Ray Horrocks, Chairman, commented:  "We recognise that there is considerable 
economic uncertainty at the current time but are reassured by the resilience
of our markets.  This is reflected in the fact that our order book at the 
period end was more than 30% ahead of the level at the end of the last financial
year.  This strong position underpins our immediate prospects and reflects the
consistent growth of the sectors on which we have focused.

We look forward to further good progress in the second half.

The acquisition of Oneac is in line with our stated strategy of expansion in
the USA, the world's largest Power Protection market.

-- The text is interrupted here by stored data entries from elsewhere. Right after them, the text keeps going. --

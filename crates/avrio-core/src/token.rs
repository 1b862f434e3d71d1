//! Access token payload decoding.
//!
//! Access tokens issued by the scheduler service are JWTs. The client never
//! verifies signatures; it only reads the claims segment to learn the email
//! address the token was issued for.

use base64::Engine;
use base64::alphabet;
use base64::engine::{DecodePaddingMode, GeneralPurpose, GeneralPurposeConfig};
use serde_json::{Map, Value};
use thiserror::Error;

/// Lenient base64url: unused bits in the final symbol are ignored and
/// padding is optional.
const CLAIMS_ENGINE: GeneralPurpose = GeneralPurpose::new(
    &alphabet::URL_SAFE,
    GeneralPurposeConfig::new()
        .with_decode_allow_trailing_bits(true)
        .with_decode_padding_mode(DecodePaddingMode::Indifferent),
);

/// Errors raised while reading claims from an access token.
#[derive(Debug, Error)]
pub enum TokenError {
    /// The token is not made of exactly three dot-separated segments.
    #[error("Invalid JWT token format.")]
    InvalidFormat,

    /// The claims segment is not valid base64url or UTF-8.
    #[error("base64 decode: {0}")]
    Decode(String),

    /// The claims segment is not a JSON object.
    #[error("parsing claims: {0}")]
    Claims(String),

    /// The claims carry no usable `email`.
    #[error("Email key not found in the JWT payload.")]
    MissingEmail,
}

/// Extract the `email` claim from an access token.
///
/// # Errors
///
/// Returns an error if the token is malformed or has no non-empty `email`
/// string claim.
pub fn extract_email(token: &str) -> Result<String, TokenError> {
    let claims = decode_claims(token)?;
    claims
        .get("email")
        .and_then(Value::as_str)
        .filter(|email| !email.is_empty())
        .map(str::to_string)
        .ok_or(TokenError::MissingEmail)
}

/// Decode the claims (middle) segment of a three-part token.
///
/// # Errors
///
/// Returns an error if the token does not have three segments or the claims
/// segment does not decode to a JSON object.
pub fn decode_claims(token: &str) -> Result<Map<String, Value>, TokenError> {
    let parts: Vec<&str> = token.split('.').collect();
    if parts.len() != 3 {
        return Err(TokenError::InvalidFormat);
    }

    let payload = base64_url_decode(parts[1])?;

    match serde_json::from_str(&payload).map_err(|e| TokenError::Claims(e.to_string()))? {
        Value::Object(claims) => Ok(claims),
        other => Err(TokenError::Claims(format!("expected a JSON object, got {other}"))),
    }
}

fn base64_url_decode(input: &str) -> Result<String, TokenError> {
    let padded = match input.len() % 4 {
        0 => input.to_string(),
        n => format!("{input}{}", "=".repeat(4 - n)),
    };

    let decoded = CLAIMS_ENGINE
        .decode(padded)
        .map_err(|e| TokenError::Decode(e.to_string()))?;

    String::from_utf8(decoded).map_err(|e| TokenError::Decode(format!("invalid UTF-8: {e}")))
}

#[cfg(test)]
mod tests {
    use super::*;
    use base64::engine::general_purpose::URL_SAFE_NO_PAD;
    use serde_json::json;

    fn token_with_claims(claims: &Value) -> String {
        let header = URL_SAFE_NO_PAD.encode(br#"{"alg":"HS256","typ":"JWT"}"#);
        let payload = URL_SAFE_NO_PAD.encode(claims.to_string());
        format!("{header}.{payload}.signature")
    }

    #[test]
    fn extracts_email_round_trip() {
        let token = token_with_claims(&json!({"email": "x@y.com"}));
        assert_eq!(extract_email(&token).expect("email"), "x@y.com");
    }

    #[test]
    fn decodes_url_safe_alphabet_without_padding() {
        let claims = json!({"email": "x@y.com", "name": "???>>>"});
        let token = token_with_claims(&claims);
        let payload = token.split('.').nth(1).expect("payload segment");
        assert!(payload.contains('_') && payload.contains('-'));
        assert_eq!(payload.len() % 4, 3);

        assert_eq!(extract_email(&token).expect("email"), "x@y.com");
    }

    #[test]
    fn ignores_nonzero_trailing_bits_in_last_symbol() {
        // canonical encoding ends in 'Q'; 'R' sets an unused low bit
        let token = "eyJhbGciOiJIUzI1NiJ9.eyJlbWFpbCI6InhAeS5jb20ifR.sig";
        assert_eq!(extract_email(token).expect("email"), "x@y.com");
    }

    #[test]
    fn rejects_tokens_without_three_segments() {
        for token in ["onlyone", "two.parts", "a.b.c.d"] {
            let err = extract_email(token).expect_err("format error");
            assert!(matches!(err, TokenError::InvalidFormat), "{token}: {err}");
        }
    }

    #[test]
    fn missing_email_claim_is_reported() {
        let token = token_with_claims(&json!({"sub": "1234"}));
        let err = extract_email(&token).expect_err("missing claim");
        assert!(matches!(err, TokenError::MissingEmail));
        assert_eq!(err.to_string(), "Email key not found in the JWT payload.");
    }

    #[test]
    fn empty_or_non_string_email_counts_as_missing() {
        for claims in [json!({"email": ""}), json!({"email": 42})] {
            let token = token_with_claims(&claims);
            assert!(matches!(
                extract_email(&token),
                Err(TokenError::MissingEmail)
            ));
        }
    }

    #[test]
    fn garbage_payload_names_the_cause() {
        let err = extract_email("header.!!!.sig").expect_err("decode error");
        assert!(matches!(err, TokenError::Decode(_)));

        let not_json = URL_SAFE_NO_PAD.encode("not json");
        let err = extract_email(&format!("h.{not_json}.s")).expect_err("claims error");
        assert!(err.to_string().starts_with("parsing claims:"));

        let array = URL_SAFE_NO_PAD.encode("[1,2]");
        let err = decode_claims(&format!("h.{array}.s")).expect_err("not an object");
        assert!(matches!(err, TokenError::Claims(_)));
    }
}
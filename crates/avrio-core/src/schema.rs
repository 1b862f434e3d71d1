//! Config schema and sample config rendering.
//!
//! The JSON schema is derived from [`AppConfig`] with schemars. The example
//! config fills in a host and credentials method so that every section shows
//! up with realistic values.

use anyhow::{Context, Result};
use schemars::generate::SchemaSettings;
use serde_json::{Value, json};

use crate::auth::AuthMethod;
use crate::config::{AppConfig, AuthConfig, RuntimeConfig, ServiceConfig};

const EXAMPLE_HOST: &str = "https://avrio.example.com";
const EXAMPLE_USERNAME: &str = "analyst@example.com";
const EXAMPLE_TIMEOUT_SECS: u64 = 30;

fn schema_url(repo_url: &str) -> String {
    format!("{repo_url}/schemas/config.schema.json")
}

/// Generate the draft-07 JSON schema for [`AppConfig`].
///
/// # Errors
///
/// Returns an error if JSON serialization fails.
pub fn generate_schema(project_name: &str, repo_url: &str) -> Result<String> {
    // draft-07 has the widest TOML editor support
    let mut schema = SchemaSettings::draft07()
        .into_generator()
        .into_root_schema_for::<AppConfig>();

    for (key, value) in [
        ("$id", json!(schema_url(repo_url))),
        ("title", json!(format!("{project_name} configuration"))),
        (
            "description",
            json!(format!(
                "Scheduler host, authentication defaults, endpoints and logging for {project_name}"
            )),
        ),
    ] {
        schema.insert(key.to_string(), value);
    }

    // editors write the reference back into the file as a plain key
    if let Some(props) = schema.get_mut("properties").and_then(Value::as_object_mut) {
        props.insert(
            "$schema".to_string(),
            json!({"type": "string", "format": "uri"}),
        );
    }

    serde_json::to_string_pretty(&schema).context("serializing JSON schema")
}

/// Generate an example TOML config with sample connection settings.
///
/// # Errors
///
/// Returns an error if TOML serialization fails.
pub fn generate_example_config(project_name: &str, repo_url: &str) -> Result<String> {
    let sample = AppConfig {
        schema: Some(schema_url(repo_url)),
        runtime: RuntimeConfig {
            timeout: Some(EXAMPLE_TIMEOUT_SECS),
        },
        service: ServiceConfig {
            host: Some(EXAMPLE_HOST.to_string()),
        },
        auth: AuthConfig {
            method: Some(AuthMethod::Password),
            username: Some(EXAMPLE_USERNAME.to_string()),
        },
        ..AppConfig::default()
    };
    let body = toml::to_string_pretty(&sample).context("serializing example config to TOML")?;

    Ok(format!(
        "# Example configuration for {project_name}.\n\
         # Copy to $XDG_CONFIG_HOME/{project_name}/config.toml and replace the sample values.\n\n\
         {body}"
    ))
}

/// The default config as TOML, without a header.
pub(crate) fn default_config_toml() -> Result<String> {
    toml::to_string_pretty(&AppConfig::default()).context("serializing default config to TOML")
}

We will continue to seek further acquisitions in our core businesses."

Enquiries:

Chloride Group PLC                         All day on 24 November 1998
  Keith Hodgkinson (Chief Executive)       Tel:    0171 796 4133
  Neil Warner (Finance Director)                   (Hudson Sandler)
                                           Thereafter, tel:  0171 834 5500

Hudson Sandler
  Andrew Hayes                             0171 796 4133



CHAIRMAN'S STATEMENT

Results 

The results for the six months to 30 September 1998 demonstrate the robust
nature of the markets in which Chloride operates. Good growth has been
achieved in volume and margins in both the Power Protection Systems (formerly 
UPS) and Safety Systems Divisions.

Group turnover on continuing operations of #55.9 million (1997: #54.3 million)
increased by 3% after a 2.5% adverse exchange rate impact amounting to #1.4 
million.

Operating profit on continuing operations was increased by 12% to #4.3 million
(1997: #3.8 million) after a 3.1% adverse exchange rate impact amounting to
#0.1 million.  Operating margins grew in both Power Protection Systems and
Safety Systems Divisions as the Group operating margin rose to 7.7% 
(1997: 7.1%). 

Profit before tax (excluding exceptional disposal gains) increased by 20% to
#5.1 million (1997: #4.2 million) reflecting both the growth in operating 
profits and the benefit of returns on increased cash balances. 

Adjusted earnings per share rose by 24% to 1.66p (1997: 1.34p).

Financial position

The Group continues to be strongly cash generative, with cash flow from
operating activities at 101% of operating profit.  Net funds in the balance 
sheet were #28.9 million at the period end.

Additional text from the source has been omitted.